I watched Jesus Fell for the First, Second, Third time at various stations. When He first fell, He grabbed a nearby stump of tree to brace himself by hand at this depiction. I looked closely at the tree stump, with edge of the Cross Christ held eerily close to its original state, yet transformed by some carpenter to a Cross. The bark was around the stump, and Christ hands covered much, but there was no denying that there were no rings on that stump. I was gonna count the age of the tree, when suddenly I saw no rings at all....the artist simply points out the agelessness of the Christ who always Was, Is, and Shall be.
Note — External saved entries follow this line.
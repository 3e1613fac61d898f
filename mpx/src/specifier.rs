use core::fmt::{self, Write};

use arrayvec::ArrayString;
use libc::c_char;

use crate::constants::{MAX_DIGITS, SPEC_BUF_LEN};
use crate::error::Error;
use crate::format::{Format, Notation, Round};

/// A NUL-terminated MPFR conversion specifier such as `%.5Rg`, built on the stack.
///
/// Names exactly one conversion, so the variadic call it is used with takes
/// exactly one `mpfr_t` argument.
#[derive(Copy, Clone, Debug, Eq, Hash, PartialEq)]
pub struct Specifier {
    // includes the trailing NUL
    inner: ArrayString<SPEC_BUF_LEN>,
}

impl Specifier {
    /// Builds the specifier for the given [`Format`].
    ///
    /// # Errors
    ///
    /// Returns [`Error::InvalidDigits`] if the digit count is above [`MAX_DIGITS`].
    ///
    /// [`Format`]: trait.Format.html
    /// [`Error::InvalidDigits`]: enum.Error.html#variant.InvalidDigits
    /// [`MAX_DIGITS`]: constant.MAX_DIGITS.html
    pub fn new<F>(format: &F) -> Result<Specifier, Error>
    where
        F: Format + ?Sized,
    {
        Specifier::build(format.digits(), format.notation(), format.round())
    }

    /// Builds `%.<digits>Rg`.
    pub fn general(digits: u32) -> Result<Specifier, Error> {
        Specifier::build(digits, Notation::General, Round::Nearest)
    }

    fn build(digits: u32, notation: Notation, round: Round) -> Result<Specifier, Error> {
        if digits > MAX_DIGITS {
            log::debug!("rejecting digit count {} (max {})", digits, MAX_DIGITS);
            return Err(Error::InvalidDigits(i64::from(digits)));
        }

        let mut inner = ArrayString::<SPEC_BUF_LEN>::new();
        write_spec(&mut inner, digits, notation, round)
            .map_err(|_| Error::InvalidDigits(i64::from(digits)))?;

        let spec = Specifier { inner };
        log::trace!("built specifier {:?}", spec.as_str());
        Ok(spec)
    }

    /// Returns the specifier without its NUL terminator.
    pub fn as_str(&self) -> &str {
        &self.inner[..self.inner.len() - 1]
    }

    /// Returns a pointer to the NUL-terminated specifier, valid while `self` is.
    pub fn as_ptr(&self) -> *const c_char {
        self.inner.as_ptr() as *const c_char
    }
}

impl fmt::Display for Specifier {
    fn fmt(&self, f: &mut fmt::Formatter<'_>) -> fmt::Result {
        f.write_str(self.as_str())
    }
}

fn write_spec<W: Write>(w: &mut W, digits: u32, notation: Notation, round: Round) -> fmt::Result {
    write!(w, "%.{}R", digits)?;
    if let Some(flag) = round.flag() {
        w.write_char(flag)?;
    }
    w.write_char(notation.conversion())?;
    w.write_char('\0')
}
Many of these extraordinary moments came on Thursday night, but Cyrene caught my attention only second to the Roman Numerals above each station. I saw those numerals in a carnival atmosphere in Jerusalem, and now here at church. I shuddered at what we have become since blood was shed by God.

Cyrene did a miserable job.
If he was helping Christ to carry the Cross, Christ would not fall three times. The Cross would be held more so by Simon. But the Lord was doing the bulk of the work and drained of strength, and fell. If I was Simon, I would think the Romans would see the lousy job I am doing helping this guy die.
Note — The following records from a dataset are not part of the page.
//! Unsafe functions that mirror the C shim's API.
//!
//! These take a raw destination pointer and capacity and hand them to
//! `mpfr_snprintf` untouched. Prefer [`format`] and [`Buffer`] unless the
//! destination memory comes from elsewhere.
//!
//! [`format`]: ../fn.format.html
//! [`Buffer`]: ../struct.Buffer.html

use gmp_mpfr_sys::mpfr::{self, mpfr_t};
use libc::{c_char, c_int};

use crate::error::Error;
use crate::format::Format;
use crate::specifier::Specifier;

/// Writes `value` to `buffer` with `digits` significant digits in general
/// notation (`%.<digits>Rg`) and returns the number of characters the full
/// rendering needs, not counting the NUL terminator.
///
/// At most `capacity` bytes are written, the last of which is always a NUL
/// (unless `capacity` is zero). A return value of `capacity` or more means the
/// output was truncated.
///
/// With `digits == 0` MPFR follows C's `%g` and prints one significant digit.
///
/// # Errors
///
/// [`Error::InvalidDigits`] if `digits` is negative or above [`MAX_DIGITS`];
/// nothing is written in that case. [`Error::Library`] if MPFR reports a
/// failure.
///
/// # Safety
///
/// `buffer` must be valid for writes of `capacity` bytes (it may be null when
/// `capacity` is zero) and `value` must point to an initialized `mpfr_t` that
/// stays alive for the duration of the call.
///
/// # Example
///
/// ```
/// use gmp_mpfr_sys::mpfr;
/// use std::mem::MaybeUninit;
///
/// unsafe {
///     let mut third = MaybeUninit::uninit();
///     let third = third.as_mut_ptr();
///     mpfr::init2(third, 128);
///     mpfr::set_ui(third, 1, mpfr::rnd_t::RNDN);
///     mpfr::div_ui(third, third, 3, mpfr::rnd_t::RNDN);
///
///     let mut buffer = [0u8; 32];
///     let len = mpx::raw::format(buffer.as_mut_ptr(), 32, 5, third).unwrap();
///     assert_eq!(&buffer[..len as usize], b"0.33333");
///
///     mpfr::clear(third);
/// }
/// ```
///
/// [`Error::InvalidDigits`]: ../enum.Error.html#variant.InvalidDigits
/// [`Error::Library`]: ../enum.Error.html#variant.Library
/// [`MAX_DIGITS`]: ../constant.MAX_DIGITS.html
pub unsafe fn format(
    buffer: *mut u8,
    capacity: usize,
    digits: c_int,
    value: *const mpfr_t,
) -> Result<c_int, Error> {
    if digits < 0 {
        log::debug!("rejecting negative digit count {}", digits);
        return Err(Error::InvalidDigits(i64::from(digits)));
    }
    let spec = Specifier::general(digits as u32)?;
    snprintf(buffer, capacity, &spec, value)
}

/// Same as [`format`], with notation and rounding taken from `format`.
///
/// # Safety
///
/// Same requirements as [`format`].
///
/// [`format`]: fn.format.html
pub unsafe fn format_with<F>(
    buffer: *mut u8,
    capacity: usize,
    format: &F,
    value: *const mpfr_t,
) -> Result<c_int, Error>
where
    F: Format + ?Sized,
{
    let spec = Specifier::new(format)?;
    snprintf(buffer, capacity, &spec, value)
}

/// Calls `mpfr_snprintf` with `spec` and exactly one value argument.
///
/// # Safety
///
/// Same requirements as [`format`].
///
/// [`format`]: fn.format.html
pub unsafe fn snprintf(
    buffer: *mut u8,
    capacity: usize,
    spec: &Specifier,
    value: *const mpfr_t,
) -> Result<c_int, Error> {
    let n = mpfr::snprintf(buffer as *mut c_char, capacity, spec.as_ptr(), value);
    if n < 0 {
        return Err(Error::Library(n));
    }
    if capacity > 0 && n as usize >= capacity {
        log::debug!(
            "output of {} truncated: needs {} bytes, capacity {}",
            spec,
            n as usize + 1,
            capacity
        );
    }
    Ok(n)
}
And that's what our sins do...
help this guy die.

I have friends with M.S., cancer, mom died, been to 18 funerals in 2 years, went deaf, and on and on. Everyone has crosses to bear.
We are not made saints by bearing our crosses well or less well. We are made saints by belief in the Lord.

Many believe in Him. Yet He promises that one day saints will bang on the gates of heaven and say "Lord! Lord! Let us in. We cast out demons and healed the sick. Don't you recognise us?"
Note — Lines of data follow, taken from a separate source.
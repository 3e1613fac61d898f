use thiserror::Error;

/// This crate's error type.
#[derive(Clone, Debug, Eq, Hash, PartialEq, Error)]
pub enum Error {
    /// Digit count that does not fit in a format specifier.
    #[error("digit count {0} is outside 0..={max}", max = crate::MAX_DIGITS)]
    InvalidDigits(i64),

    /// Precision outside the range MPFR supports.
    #[error("precision {0} is outside the range supported by MPFR")]
    InvalidPrecision(u32),

    /// Text MPFR could not read as a base-10 number.
    #[error("could not parse {0:?} as a number")]
    Parse(String),

    /// Input string contained a NUL byte.
    #[error("string contains an interior NUL byte")]
    InteriorNul,

    /// Negative return code from `mpfr_snprintf`.
    #[error("mpfr_snprintf failed with code {0}")]
    Library(i32),
}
He replies "Get away from me. I NEVER knew you" and slams the gates shut.

How many of us call him Lord, but refuse to allow Him to rule our living time, our lives?

His dying words BEFORE the cross are urgent. There is little time to speak to the disciples. Only the most important things are said when you know you will soon die.
Read that part anew as he speaks of making disciples "friends" not servants, and telling them of the Vine and Branches and how to ABIDE.

We have three comments above seeing the article posted in three views. This is not unusual as we all come from differing stations and views.

The sacred Cross saved me. I do not delight in it referred to as Damned Thing. I do not delight in dropped hosts at communion, for the sake of change and speed the process of receiving his body and blood.

Carying a cross does not make a saint; belief in Christ does.
The thief on His right proclaimed belief and went to Paradise that day. You could say that being crucified was his cross, but not true. It was his punishment for some crucifixion worthy crimes.
But belief alone, put him in heaven, while the other thief dying under the same circumstances went to hell.

I do not ask you to believe what I believe. Nor can you ask me to drop my beliefs.
I wrote my comment as a result of the way it resembles the current Via Dolorosa carnival.
We need to get back to the Garden from which we all came. The Cross is a green light that allows entry.

People have been killed at green lights at times. If you call Him Lord, make Him Lord. Let Him rule your life. Or prepare to hear the gates slammed shut....regardless of any burden you carried on Earth.

Deacon Bob Yerhot said...

The sacredness of our Christian symbols is real and our manner of describing them is important. Being a homilist now, I realize how important it is to choose my words carefully when speaking of these signs and symbols.

The incomparable sacredness of Our Lord's Body and Blood deserves our every effort to protect and to reverence.

I am also struck in my meditation upon the realities of Good Friday how much He was maltreated; the reality of his complete assumption of our human nature, even the indignities His body continues to experience in the daily lives of the poor.